Prices were higher across all 3 classes today with Chicago and MGEX up $.12 – $.14 (Dec-23 MGEX up only $.02) while KC was up another $.17 – $.27.  Following yesterday’s key reversal day in Dec-23 KC, prices today surged thru last week’s high at $6.23 ½.  Next resistance is $6.50.  Open interest from yesterday’s higher trade in wheat was down just over 16k contracts in Chicago and nearly 5k in KC, however nearly all the declines were limited to the Dec-23 contracts.  In fact in KC, O.I. was up over 1k contracts outside of the Dec-23 contract.  Deliveries against Dec-23 Chicago are expected from 500 – 2,500 contracts.  Morocco’s Govt. has announced a plan to subsidize up to 2.5 mmt of wheat imports in the first 4 months of 2024 to offset reduced domestic production.  Analysts in Australia suggest recent heavy rains in the SE may have damaged up to 1 mmt of wheat, reducing it quality to feed status.  Export sales tomorrow are expected to range from 8 – 18 mil. bu.
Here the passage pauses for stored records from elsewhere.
//! Error Kind - Classification of errors
//!
//! Defines the [`ErrorKind`] enum that maps to HTTP status codes.

use serde::Serialize;

/// Error classification, one variant per HTTP status the API emits.
///
/// ## Examples
/// ```rust
/// use kernel::error::kind::ErrorKind;
///
/// let kind = ErrorKind::Forbidden;
/// assert_eq!(kind.status_code(), 403);
/// assert_eq!(kind.as_str(), "Forbidden");
/// ```
#[derive(Debug, Clone, Copy, PartialEq, Eq, Serialize)]
#[serde(rename_all = "SCREAMING_SNAKE_CASE")]
#[non_exhaustive]
pub enum ErrorKind {
    /// 400 - malformed request
    BadRequest,
    /// 401 - credentials missing or rejected
    Unauthorized,
    /// 403 - authenticated but not allowed
    Forbidden,
    /// 404 - referenced entity does not exist
    NotFound,
    /// 409 - conflicts with existing state (e.g. duplicate user name)
    Conflict,
    /// 500
    InternalServerError,
    /// 503 - database unreachable or exhausted
    ServiceUnavailable,
}

impl ErrorKind {
    #[inline]
    pub const fn status_code(&self) -> u16 {
        match self {
            ErrorKind::BadRequest => 400,
            ErrorKind::Unauthorized => 401,
            ErrorKind::Forbidden => 403,
            ErrorKind::NotFound => 404,
            ErrorKind::Conflict => 409,
            ErrorKind::InternalServerError => 500,
            ErrorKind::ServiceUnavailable => 503,
        }
    }

    /// Standard reason phrase of the status code
    #[inline]
    pub const fn as_str(&self) -> &'static str {
        match self {
            ErrorKind::BadRequest => "Bad Request",
            ErrorKind::Unauthorized => "Unauthorized",
            ErrorKind::Forbidden => "Forbidden",
            ErrorKind::NotFound => "Not Found",
            ErrorKind::Conflict => "Conflict",
            ErrorKind::InternalServerError => "Internal Server Error",
            ErrorKind::ServiceUnavailable => "Service Unavailable",
        }
    }

    /// 5xx errors; these are logged at error level by the callers.
    #[inline]
    pub const fn is_server_error(&self) -> bool {
        self.status_code() >= 500
    }
}

impl std::fmt::Display for ErrorKind {
    fn fmt(&self, f: &mut std::fmt::Formatter<'_>) -> std::fmt::Result {
        f.write_str(self.as_str())
    }
}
ADM President Juan Luciano

CORN

Prices were mixed with spot Dec-23 down $.02 while deferred contracts were up $.02 – $.03.  The Dec-23/Mch-24 spread remains in a freefall, widening out to a record $.27 before settling at $.26.  Dec-23 open interest fell nearly 74k contracts yesterday, down to just under 82k contracts coming into today’s trade.  Wire services estimate deliveries between 0 – 500 contracts.  There were no export sales announced today despite US corn being priced a fair amount below SA supplies thru Feb-24.  US ethanol production last week slipped to 1,011 tbd, down from 1,018 the previous week and the lowest in 7 weeks.  Roughly 101 mil. bu. of corn was used in the production, slightly below the pace needed to reach the current USDA corn usage forecast of 5.325 bil.  Gasoline consumption last week at 8.2 mil. barrels per day was down 3% from the previous week and down 1% from same week YA.  YTD gasoline consumption is up 1% from YA.  Export sales tomorrow are expected to range from 25 – 45 mil. bu.  The path of least resistance remains to the downside with the bear spreading supporting that view.  If weather doesn’t force cuts to SA production look for Mch-24 to roll down to Dec-23 lows early next year.  With US stocks over 2.1 bil. bu. and demand not threatening to cut into these supplies, rallies will be difficult to sustain.        

SOYBEANS

The soybean complex was mostly lower in 2 sided trade.  Beans finished within $.01 of unchanged, meal was steady to down $6 while oil was down 15 – 65 with bear spreading noted in both products.  For now Jan-24 beans rejected trade above $13.50 before settling back to near unchanged.  Mch-24 oil traded above its 50 day MA for the first time since mid-Sept-23 before settling below it.  Mch-24 meal held support above the November low at $414.60.  Forecasts remain mostly dry for northern growing areas of Brazil thru the weekend before more general rains are expected the first half of next week.  Rainfall coverage and totals across northern growing areas of Brazil early next week will drive agricultural prices ahead of Friday’s USDA WASDE reports.  Southern Brazil and Argentina continue to experience healthy rains every 3-4 days.  Good news for Argentina as soil moisture recovers from last year’s historic drought, bad news for southern Brazil where soils remain saturated.  Spot board crush margins fell $.21 today to $2.10 bu.  Wire services expect deliveries against Dec-23 oil from 200 – 400 contracts and meal from 0 – 100 contracts.  Indonesia’s trade ministry raised their crude palm oil reference price for the first half of Dec-23 $45 to $795/mt.  This in turn raised the export tax $15 to $33/mt and the export levy $10 to $85/mt.  IMEA in Mato Grosso estimate that only 4% of the countries soybean crop needs to be replanted.  Export sales tomorrow are expected to range from 30 – 55 mil. bu. for soybeans, 150 – 350k tons for meal, and -5 – 10k tons of soybean oil.  US stocks remain tight, however global stocks are near record large.  Those large global stocks however are dependent on another round of record production from SA, far from a certainty at this point.